Hipertrofik nedbe: Küçük yaralarda, ameliyat ensizyon yerlerinde, baş ve boyunda olan travma-tik yaralanma ve laserasyonlardan sonra tamir için konmuş iri ve kaba dikişler bir süre sonra (21-30 gün) yara yerinde kabarık ve kırmızı bir kontraktür oluşturur. Kendi haline bırakılırsa, çirkin eskar dokusuna dönüşebilir; fakat kontraktür ve keloidden farkı, hipertrofik nedbenin basit tedbir ve işlemlerle kolayca tedavi edilebilmesidir.
Hipertrofik nedbe gelişmeye başladığında, iki-üç hafta süre ile dışarıdan baskı uygulanması veya o bölgenin elastik bandaj ile basınç altında tutulması olayın gelişmesini durdurur. Zira gelişmenin nedeni, o bölgenin fazla kanlanmakta olmasıdır. Ameliyattan 3-5 hafta sonra gelişmekte olan kontraktür dokusu içine kortizon enjekte etmek (Depo Medrol, Kenakort depo) ve bunu 2-3 haftada bir, birkaç kez tekrarlamak kontraktür dokusu gelişmesini durdurmaktadır.
Kronik yara: Varis zemininde gelişmiş ülserler, endarteritli ekstremitede oluşan yaralar ve şu tedavisi görmüş bölgede gelişen lezyonlarda kan dolaşımı bozukluğu nedeniyle iyileşme çok yavaş olur; zayıf bir fibrotik doku gelişir veya yara hiç kapanmaz. Bunlara “atonik yara” da denir; dolaşım dü-zelmedikçe iyileşme işlevinin tamamlanmasını beklememek gerekir.
Dekubitus ülseri: Yatalak olan hastaların veya ameliyat nedeniyle uzun süre yatması gereken kişilerin, kemiklerinin cilde çok yakın olduğu sakrum ve kalkaneus bölgelerinde devamlı baskı ve dolaşım kısıtlanması sonucu gelişen varalara denir. Asıl neden, baskının dolaşımı kısıtlaması olup çarşaf kırışıklıkları, çarşafın idrar ve gaita ile ıslanıp hastanın cildini tahriş etmesi, vd. gibi unsurlar yarayı başlatan sebep olur ve kronikleşmesine yardım ederler. Dekubitus ülserinde önlem çok etkili olur.

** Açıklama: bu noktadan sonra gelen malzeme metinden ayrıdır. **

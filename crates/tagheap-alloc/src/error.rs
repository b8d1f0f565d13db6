//! Error types for heap operations.

use std::error::Error;
use std::fmt;

use tagheap_arena::ArenaError;

use crate::layout::BlockPtr;

/// Errors returned by [`Heap`](crate::Heap) operations.
///
/// A failed operation leaves every block and the free list exactly as
/// they were before the call.
#[derive(Clone, Debug, PartialEq, Eq)]
pub enum HeapError {
    /// Zero-byte request, or a request so large its block size overflows.
    InvalidSize {
        /// The requested payload size.
        requested: usize,
    },
    /// The arena could not grow far enough to satisfy the request.
    OutOfMemory {
        /// Number of bytes the arena was asked to grow by.
        requested: usize,
        /// The arena's refusal.
        source: ArenaError,
    },
    /// The pointer does not name a live block of this heap.
    InvalidPointer {
        /// The rejected pointer.
        ptr: BlockPtr,
    },
    /// The pointer names a block that is already free.
    DoubleFree {
        /// The rejected pointer.
        ptr: BlockPtr,
    },
    /// The heap or arena configuration failed validation.
    InvalidConfig {
        /// Human-readable description of the problem.
        reason: String,
    },
}

impl fmt::Display for HeapError {
    fn fmt(&self, f: &mut fmt::Formatter<'_>) -> fmt::Result {
        match self {
            Self::InvalidSize { requested } => {
                write!(f, "invalid allocation size {requested}")
            }
            Self::OutOfMemory { requested, .. } => {
                write!(f, "out of memory: arena could not grow by {requested} bytes")
            }
            Self::InvalidPointer { ptr } => write!(f, "invalid block pointer {ptr}"),
            Self::DoubleFree { ptr } => write!(f, "block {ptr} is already free"),
            Self::InvalidConfig { reason } => write!(f, "invalid heap config: {reason}"),
        }
    }
}

impl Error for HeapError {
    fn source(&self) -> Option<&(dyn Error + 'static)> {
        match self {
            Self::OutOfMemory { source, .. } => Some(source),
            _ => None,
        }
    }
}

Sakrum ve kalkaneus bölgelerinin lastik simitlerle korunması, çarşafın kırışıksız ve kuru tutulması, şüpheli bölgelerin masaj ile korunması ve uzun süre yatacak olan hastaların havalı anti-dekubitus yatakta yatırılması dekubitus gelişmesini önler.